▶ [Records shown]:
=-=-=-=-=
impl LedgerFacade {
    pub fn new(state: LedgerState, transport: Arc<dyn PayoutTransport>, clock: Arc<dyn Clock>) -> Self {
        Self {
            state: Mutex::new(state),
            holder: Mutex::new(None),
            transport,
            clock,
        }
    }

    pub fn from_config(
        config: &LedgerConfig,
        transport: Arc<dyn PayoutTransport>,
        clock: Arc<dyn Clock>,
    ) -> Result<Self, LedgerError> {
        Ok(Self::new(LedgerState::from_config(config)?, transport, clock))
    }

    fn ensure_not_reentrant(&self) -> Result<(), LedgerError> {
        if *lock(&self.holder) == Some(thread::current().id()) {
            return Err(LedgerError::Reentrant);
        }
        Ok(())
    }

    /// Run a read-only closure against the aggregate.
    fn read<T>(&self, f: impl FnOnce(&LedgerState, u64) -> T) -> Result<T, LedgerError> {
        self.ensure_not_reentrant()?;
        let state = lock(&self.state);
        Ok(f(&*state, self.clock.now()))
    }

    /// Run a mutation, then hand any queued payouts to the transport.
    ///
    /// `pausable` operations fail with `Paused` while the pause switch is on.
    fn execute<T>(
        &self,
        op: &'static str,
        pausable: bool,
        f: impl FnOnce(&mut LedgerState, u64) -> Result<T, LedgerError>,
    ) -> Result<T, LedgerError> {
        self.ensure_not_reentrant()?;
        let mut state = lock(&self.state);
        *lock(&self.holder) = Some(thread::current().id());
        let _in_flight = InFlight { holder: &self.holder };

        let now = self.clock.now();
        if pausable && state.paused {
            tracing::debug!(op, "Rejected while paused");
            return Err(LedgerError::Paused);
        }

        match f(&mut *state, now) {
            Ok(value) => {
                tracing::info!(op, now, "Ledger operation committed");
                self.dispatch(&mut *state);
                Ok(value)
            }
            Err(e) => {
                tracing::debug!(op, error = %e, category = ?e.category(), "Ledger operation rejected");
                Err(e)
            }
        }
    }

    /// Deliver queued intents in order, stopping at the first refusal.
    fn dispatch(&self, state: &mut LedgerState) -> usize {
        let mut intents = state.take_payouts().into_iter();
        let mut delivered = 0;
        while let Some(intent) = intents.next() {
            match self.transport.dispatch(&intent) {
                Ok(()) => delivered += 1,
                Err(e) => {
                    tracing::warn!(id = %intent.id, error = %e, "Payout hand-off failed; kept queued");
                    let mut remaining = vec![intent];
                    remaining.extend(intents.by_ref());
                    state.requeue_payouts(remaining);
                    break;
                }
            }
        }
        delivered
    }

    // -- Staking ------------------------------------------------------------

    /// Only `TokenKind::Primary` can be staked; record balances come from
    /// distribution claims.
    pub fn stake(&self, user: &AccountId, kind: TokenKind, amount: Amount) -> Result<(), LedgerError> {
        self.execute("stake", true, |s, now| s.stake(user, kind, amount, now))
    }

    /// Returns the new unlock time.
    pub fn request_unstake(&self, user: &AccountId, amount: Amount) -> Result<u64, LedgerError> {
        self.execute("request_unstake", true, |s, now| s.request_unstake(user, amount, now))
    }

    pub fn cancel_unstake(&self, user: &AccountId) -> Result<Amount, LedgerError> {
        self.execute("cancel_unstake", true, |s, now| s.cancel_unstake(user, now))
    }

    pub fn withdraw(&self, user: &AccountId) -> Result<Amount, LedgerError> {
        self.execute("withdraw", true, |s, now| s.withdraw(user, None, now))
    }

    // -- Vesting ------------------------------------------------------------

    /// Returns the new vesting request id.
    pub fn convert_to_vesting(&self, user: &AccountId, amount: Amount) -> Result<u64, LedgerError> {
        self.execute("convert_to_vesting", true, |s, now| s.convert_to_vesting(user, amount, now))
    }

    pub fn claim_vesting(&self, user: &AccountId, request_id: u64) -> Result<Amount, LedgerError> {
        self.execute("claim_vesting", true, |s, now| s.claim_vesting(user, request_id, None, now))
    }

    pub fn cancel_vesting(&self, user: &AccountId, request_id: u64) -> Result<Amount, LedgerError> {
        self.execute("cancel_vesting", true, |s, now| s.cancel_vesting(user, request_id, now))
    }

    pub fn cancel_all_vesting(&self, user: &AccountId) -> Result<Amount, LedgerError> {
        self.execute("cancel_all_vesting", true, |s, now| s.cancel_all_vesting(user, now))
    }

    // -- Redemption ---------------------------------------------------------

    /// Returns the batch the Valor was pooled into.
    pub fn redeem_valor(&self, user: &AccountId, amount: Amount) -> Result<u64, LedgerError> {
        self.execute("redeem_valor", true, |s, now| s.redeem_valor(user, amount, now))
    }

    pub fn report_daily_revenue(
        &self,
        caller: &AccountId,
        amount: Amount,
        timestamp: u64,
    ) -> Result<RevenueReport, LedgerError> {
        self.execute("report_daily_revenue", true, |s, now| {
            s.access.require(caller, Permission::RevenueUpdater)?;
            s.report_revenue(amount, timestamp, now)
        })
    }

    /// Returns the stable amount owed.
    pub fn claim_batch(&self, user: &AccountId, batch_id: u64) -> Result<Amount, LedgerError> {
        self.execute("claim_batch", true, |s, now| s.claim_batch(user, batch_id, None, now))
    }

    // -- Distributions ------------------------------------------------------

    pub fn create_distribution(
        &self,
        caller: &AccountId,
        id: u64,
        token_kind: TokenKind,
        root: Hash32,
        start_timestamp: u64,
        metadata: &str,
    ) -> Result<(), LedgerError> {
        self.execute("create_distribution", true, |s, now| {
            s.access.require(caller, Permission::RootUpdater)?;
            let proposal = RootInfo {
                root,
                start_timestamp,
                metadata: metadata.to_string(),
            };
            s.create_distribution(id, token_kind, proposal, now)
        })
    }

    pub fn propose_root(
        &self,
        caller: &AccountId,
        id: u64,
        root: Hash32,
        start_timestamp: u64,
        metadata: &str,
    ) -> Result<(), LedgerError> {
        self.execute("propose_root", true, |s, now| {
            s.access.require(caller, Permission::RootUpdater)?;
            let proposal = RootInfo {
                root,
                start_timestamp,
                metadata: metadata.to_string(),
            };
            s.propose_root(id, proposal, now)
        })
    }

    /// Promote a due proposed root. Open to any caller.
    pub fn activate_due_root(&self, id: u64) -> Result<bool, LedgerError> {
        self.execute("activate_due_root", true, |s, now| s.activate_due_root(id, now))
    }

    pub fn claim_distribution(
        &self,
        id: u64,
        user: &AccountId,
        cumulative_amount: Amount,
        proof: &[Hash32],
    ) -> Result<(TokenKind, Amount), LedgerError> {
        self.execute("claim_distribution", true, |s, now| {
            s.claim_distribution(id, user, cumulative_amount, proof, None, now)
        })
    }

    // -- Cross-chain receive hook ---------------------------------------------

    /// Apply an envelope relayed from a peer chain.
    ///
    /// The relayer must hold `PeerRelayer` and the source chain must be
    /// trusted. Operations act on the envelope's sender (or, for reward
    /// claims, the user named in the payload); payouts go back to the
    /// source chain.
    pub fn receive_from_peer(&self, relayer: &AccountId, envelope: &Envelope) -> Result<PeerOutcome, LedgerError> {
        let result = self.execute("receive_from_peer", true, |s, now| {
            s.access.require(relayer, Permission::PeerRelayer)?;
            if !s.trusted_chains.contains(&envelope.source_chain_id) {
                return Err(LedgerError::UntrustedSource(envelope.source_chain_id));
            }
            apply_envelope(s, envelope, now)
        });
        if let Err(e) = &result {
            tracing::warn!(
                source_chain = envelope.source_chain_id,
                sender = %envelope.sender,
                payload_type = envelope.body.payload_type(),
                error = %e,
                "Peer message rejected"
            );
        }
        result
    }

    // -- Administration -----------------------------------------------------

    pub fn pause(&self, caller: &AccountId) -> Result<(), LedgerError> {
        self.execute("pause", false, |s, _| {
            s.access.require(caller, Permission::Pauser)?;
            s.paused = true;
            Ok(())
        })
    }

    pub fn unpause(&self, caller: &AccountId) -> Result<(), LedgerError> {
        self.execute("unpause", false, |s, _| {
            s.access.require(caller, Permission::Pauser)?;
            s.paused = false;
            Ok(())
        })
    }

    pub fn grant_permission(
        &self,
        caller: &AccountId,
        principal: AccountId,
        permission: Permission,
    ) -> Result<bool, LedgerError> {
        self.execute("grant_permission", false, |s, _| {
            s.access.require(caller, Permission::Admin)?;
            s.access.grant(principal, permission)
        })
    }

    pub fn revoke_permission(
        &self,
        caller: &AccountId,
        principal: &AccountId,
        permission: Permission,
    ) -> Result<bool, LedgerError> {
        self.execute("revoke_permission", false, |s, _| {
            s.access.require(caller, Permission::Admin)?;
            Ok(s.access.revoke(principal, permission))
        })
    }

    pub fn set_emission_rate(&self, caller: &AccountId, rate_per_second: Amount) -> Result<(), LedgerError> {
        self.execute("set_emission_rate", true, |s, now| {
            s.access.require(caller, Permission::EmissionManager)?;
            s.set_emission_rate(rate_per_second, now)
        })
    }

    pub fn set_emission_cap(&self, caller: &AccountId, cap: Amount) -> Result<(), LedgerError> {
        self.execute("set_emission_cap", true, |s, now| {
            s.access.require(caller, Permission::EmissionManager)?;
            s.set_emission_cap(cap, now)
        })
    }

    pub fn set_emission_start(&self, caller: &AccountId, start: u64) -> Result<(), LedgerError> {
        self.execute("set_emission_start", true, |s, now| {
            s.access.require(caller, Permission::EmissionManager)?;
            s.set_emission_start(start, now)
        })
    }

    /// Settle the emission accumulator up to now. Returns Valor emitted.
    pub fn settle(&self) -> Result<Amount, LedgerError> {
        self.execute("settle", true, |s, now| s.accumulator.settle(now))
    }

    /// Retry queued payouts. Returns how many were delivered.
    pub fn flush_payouts(&self) -> Result<usize, LedgerError> {
        self.ensure_not_reentrant()?;
        let mut state = lock(&self.state);
        *lock(&self.holder) = Some(thread::current().id());
        let _in_flight = InFlight { holder: &self.holder };
        let delivered = self.dispatch(&mut *state);
        tracing::debug!(delivered, remaining = state.pending_payouts().count(), "Payouts flushed");
        Ok(delivered)
    }

    // -- Views --------------------------------------------------------------

    /// Valor accrued but not yet collected.
    pub fn pending_valor(&self, user: &AccountId) -> Result<Amount, LedgerError> {
        self.read(|s, now| s.accumulator.pending_valor(user, now))?
    }

    /// Collected plus pending Valor, i.e. what `redeem_valor` could take now.
    pub fn redeemable_valor(&self, user: &AccountId) -> Result<Amount, LedgerError> {
        self.read(|s, now| s.accumulator.redeemable_valor(user, now))?
    }

    pub fn account(&self, user: &AccountId) -> Result<Option<UserAccount>, LedgerError> {
        self.read(|s, _| s.accumulator.account(user).cloned())
    }

    /// Emission state as it would be if settled now.
    pub fn emission_state(&self) -> Result<GlobalEmissionState, LedgerError> {
        self.read(|s, now| s.accumulator.emission_preview(now))?
    }

    pub fn batch(&self, id: u64) -> Result<Option<Batch>, LedgerError> {
        self.read(|s, _| s.batcher.batch(id).cloned())
    }

    pub fn current_batch_id(&self) -> Result<u64, LedgerError> {
        self.read(|s, now| s.batcher.current_batch_id(now))?
    }

    pub fn revenue_state(&self) -> Result<RevenueState, LedgerError> {
        self.read(|s, _| s.batcher.revenue().clone())
    }

    pub fn redemptions(&self, user: &AccountId) -> Result<Vec<RedemptionRequest>, LedgerError> {
        self.read(|s, _| s.batcher.requests(user).to_vec())
    }

    pub fn vesting_requests(&self, user: &AccountId) -> Result<Vec<VestingRequest>, LedgerError> {
        self.read(|s, _| s.vesting.requests(user).to_vec())
    }

    pub fn claimable_vesting(&self, user: &AccountId, request_id: u64) -> Result<Amount, LedgerError> {
        self.read(|s, now| s.vesting.claimable(user, request_id, now))?
    }

    pub fn distribution(&self, id: u64) -> Result<Option<Distribution>, LedgerError> {
        self.read(|s, _| s.distributor.distribution(id).cloned())
    }

    pub fn claimed_amount(&self, id: u64, user: &AccountId) -> Result<Amount, LedgerError> {
        self.read(|s, _| s.distributor.claimed_amount(id, user))
    }

    pub fn has_permission(&self, principal: &AccountId, permission: Permission) -> Result<bool, LedgerError> {
        self.read(|s, _| s.access.has_permission(principal, permission))
    }

    pub fn is_paused(&self) -> Result<bool, LedgerError> {
        self.read(|s, _| s.paused)
    }

    pub fn pending_payouts(&self) -> Result<Vec<PayoutIntent>, LedgerError> {
        self.read(|s, _| s.pending_payouts().cloned().collect())
    }
}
=-=-=-=-=
Given the data above, transcribe exactly the lines from the one containing "pub fn cancel_all_vesting(&self, user: &AccountId)" down to the one containing "pub fn claim_batch(&self, user: &AccountId, batch_id: u64)", and no others.

    pub fn cancel_all_vesting(&self, user: &AccountId) -> Result<Amount, LedgerError> {
        self.execute("cancel_all_vesting", true, |s, now| s.cancel_all_vesting(user, now))
    }

    // -- Redemption ---------------------------------------------------------

    /// Returns the batch the Valor was pooled into.
    pub fn redeem_valor(&self, user: &AccountId, amount: Amount) -> Result<u64, LedgerError> {
        self.execute("redeem_valor", true, |s, now| s.redeem_valor(user, amount, now))
    }

    pub fn report_daily_revenue(
        &self,
        caller: &AccountId,
        amount: Amount,
        timestamp: u64,
    ) -> Result<RevenueReport, LedgerError> {
        self.execute("report_daily_revenue", true, |s, now| {
            s.access.require(caller, Permission::RevenueUpdater)?;
            s.report_revenue(amount, timestamp, now)
        })
    }

    /// Returns the stable amount owed.
    pub fn claim_batch(&self, user: &AccountId, batch_id: u64) -> Result<Amount, LedgerError> {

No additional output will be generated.